NEW YORK Like a gallon of gasoline, the price of a human leg is all about supply and demand.
And it's a seller's market.
"There's a lot of money to be made on corpses," said Joshua Slocum, executive director of the nonprofit Funeral Consumers Alliance.
Over the past two decades, the tissue industry has exploded into a billion-dollar business, creating a huge demand for ligaments, tendons, bones and other valuable body parts.
But there are simply not enough bodies as companies try to keep pace with an increasing number of procedures that use allografts, or cadaver tissue.
"We are growing quite fast," said James Forsell, president of the American Association of Tissue Banks and vice president of Tissue Banks International Inc. "We're growing because of the need."
The tissue trade is complicated by a long-standing law that forbids the buying and selling of body parts. The law, however, hasn't stopped people from doing just that every day.
Here's how it works.
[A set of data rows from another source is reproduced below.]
//! The offline cache coordinator.
//!
//! Sits between dashboard pages and the backend. Every request, lifecycle
//! event and control message enters through [`Coordinator::dispatch`];
//! handlers suspend only on network fetches and storage operations.

mod control;
mod lifecycle;
mod strategy;
mod sync;

pub use control::RefreshSummary;
pub use lifecycle::{InstallReport, LifecycleState};
pub use sync::ReplayOutcome;

use color_eyre::{eyre::eyre, Result};
use std::future::Future;
use std::sync::{Arc, Mutex, MutexGuard};
use tokio::sync::{broadcast, mpsc};
use tokio::task::JoinHandle;
use tracing::debug;
use url::Url;

use crate::backend::{Fetcher, HttpFetcher, Request, Response};
use crate::cache::{CacheLayer, CacheResult, CacheStorage, SqliteStorage};
use crate::config::Config;
use crate::db;
use crate::message::{ControlMessage, Notification};
use crate::notify::Clients;
use crate::queue::{PendingStore, SqlitePendingStore};

/// Events the coordinator reacts to.
#[derive(Debug, Clone)]
pub enum WorkerEvent {
  Install,
  Activate,
  Fetch(Request),
  Message(ControlMessage),
  /// Replay the write queue now
  Sync { tag: String },
  /// Refresh cached API data in the background
  PeriodicSync { tag: String },
  /// Connectivity came back
  Online,
}

/// What handling an event produced.
#[derive(Debug)]
pub enum EventOutcome {
  Installed(InstallReport),
  Activated { deleted: Vec<String> },
  Response(CacheResult<Response>),
  Reply(Option<Notification>),
  Synced(ReplayOutcome),
  Refreshed(RefreshSummary),
  SyncRegistered,
}

/// Coordinator over injected cache storage, pending-write store and fetcher.
pub struct Coordinator<S, Q, F>
where
  S: CacheStorage + 'static,
  Q: PendingStore + 'static,
  F: Fetcher,
{
  config: Arc<Config>,
  origin: Url,
  cache: CacheLayer<S>,
  pending: Arc<Q>,
  fetcher: Arc<F>,
  clients: Clients,
  state: Arc<Mutex<LifecycleState>>,
  /// Detached revalidation tasks
  background: Arc<Mutex<Vec<JoinHandle<()>>>>,
  /// Sender of the running sync scheduler, if any
  sync_tx: Arc<Mutex<Option<mpsc::UnboundedSender<String>>>>,
  /// Serializes replay passes
  replay_lock: Arc<tokio::sync::Mutex<()>>,
}

impl Coordinator<SqliteStorage, SqlitePendingStore, HttpFetcher> {
  /// Coordinator over the on-disk databases in the configured data directory.
  pub fn open(config: Config) -> Result<Self> {
    let data_dir = config.data_dir()?;
    let storage = SqliteStorage::open(&data_dir.join(db::CACHE_DB))?;
    let pending = SqlitePendingStore::open(&data_dir.join(db::OFFLINE_DB))?;
    let fetcher = HttpFetcher::new()?;
    Self::new(config, storage, pending, fetcher)
  }
}

impl<S, Q, F> Coordinator<S, Q, F>
where
  S: CacheStorage + 'static,
  Q: PendingStore + 'static,
  F: Fetcher,
{
  pub fn new(config: Config, storage: S, pending: Q, fetcher: F) -> Result<Self> {
    let origin = config.backend()?;
    let config = Arc::new(config);

    Ok(Self {
      cache: CacheLayer::new(storage, Arc::clone(&config)),
      config,
      origin,
      pending: Arc::new(pending),
      fetcher: Arc::new(fetcher),
      clients: Clients::new(),
      state: Arc::new(Mutex::new(LifecycleState::Installing)),
      background: Arc::new(Mutex::new(Vec::new())),
      sync_tx: Arc::new(Mutex::new(None)),
      replay_lock: Arc::new(tokio::sync::Mutex::new(())),
    })
  }

  pub fn config(&self) -> &Config {
    &self.config
  }

  pub fn cache(&self) -> &CacheLayer<S> {
    &self.cache
  }

  pub fn pending(&self) -> &Q {
    &self.pending
  }

  /// Open a page: receive every notification broadcast from now on.
  pub fn subscribe(&self) -> broadcast::Receiver<Notification> {
    self.clients.subscribe()
  }

  /// Route an event to its handler.
  pub async fn dispatch(&self, event: WorkerEvent) -> Result<EventOutcome> {
    match event {
      WorkerEvent::Install => Ok(EventOutcome::Installed(self.install().await?)),
      WorkerEvent::Activate => Ok(EventOutcome::Activated {
        deleted: self.activate()?,
      }),
      WorkerEvent::Fetch(request) => Ok(EventOutcome::Response(self.handle_fetch(request).await?)),
      WorkerEvent::Message(message) => Ok(EventOutcome::Reply(self.handle_message(message).await?)),
      WorkerEvent::Sync { tag } => {
        debug!(tag, "Sync event");
        Ok(EventOutcome::Synced(self.replay().await?))
      }
      WorkerEvent::PeriodicSync { tag } => {
        debug!(tag, "Periodic sync event");
        Ok(EventOutcome::Refreshed(self.background_refresh().await))
      }
      WorkerEvent::Online => {
        self.register_sync(&self.config.sync.tag);
        Ok(EventOutcome::SyncRegistered)
      }
    }
  }

  /// Resolve a backend path against the origin.
  fn url(&self, path: &str) -> Result<Url> {
    self
      .origin
      .join(path)
      .map_err(|e| eyre!("Invalid path '{}': {}", path, e))
  }

  /// Run `task` detached from the response path.
  fn spawn_background<Fut>(&self, task: Fut)
  where
    Fut: Future<Output = ()> + Send + 'static,
  {
    let handle = tokio::spawn(task);
    let mut background = lock(&self.background);
    background.retain(|h| !h.is_finished());
    background.push(handle);
  }

  /// Wait for every detached background task, including ones spawned meanwhile.
  pub async fn settle(&self) {
    loop {
      let handles: Vec<JoinHandle<()>> = lock(&self.background).drain(..).collect();
      if handles.is_empty() {
        break;
      }
      for result in futures::future::join_all(handles).await {
        if let Err(e) = result {
          debug!(error = %e, "Background task aborted");
        }
      }
    }
  }
}

impl<S, Q, F> Clone for Coordinator<S, Q, F>
where
  S: CacheStorage + 'static,
  Q: PendingStore + 'static,
  F: Fetcher,
{
  fn clone(&self) -> Self {
    Self {
      config: Arc::clone(&self.config),
      origin: self.origin.clone(),
      cache: self.cache.clone(),
      pending: Arc::clone(&self.pending),
      fetcher: Arc::clone(&self.fetcher),
      clients: self.clients.clone(),
      state: Arc::clone(&self.state),
      background: Arc::clone(&self.background),
      sync_tx: Arc::clone(&self.sync_tx),
      replay_lock: Arc::clone(&self.replay_lock),
    }
  }
}

/// Lock a mutex, recovering the data if a holder panicked.
fn lock<T>(mutex: &Mutex<T>) -> MutexGuard<'_, T> {
  mutex.lock().unwrap_or_else(|poisoned| poisoned.into_inner())
}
Companies charge fees or "reasonable payments associated with the removal, transportation, implantation, processing, preservation, quality control and storage of a human organ," according to the National Organ Transplant Act of 1984.
But these fees are illusory, argues Michele Goodwin, author of "Black Markets: The Supply and Demand of Body Parts."
"There's such a markup that they're really much more like a payment, not a nominal fee," she said. "We are talking about business operations that have strict pecuniary interests."
Money is being made hand (which goes for $350 to $850) over foot ($200 to $400 each), according to the new book "Body Brokers" by Annie Cheney.
Executives are earning generous salaries, and the companies for which they work are generating huge revenues thanks to advances in modern medicine that can transform tissue into a variety of implants such as a skin graft or bone chip.
But this is an industry unlike others, comprising a hodgepodge of players, all of them angling to get tissue from the 20,000 people who donate their bodies a year.
On one side of the industry sits for-profit companies that process the tissue. On the other, competing nonprofits such as tissue banks that make up the backbone of the industry.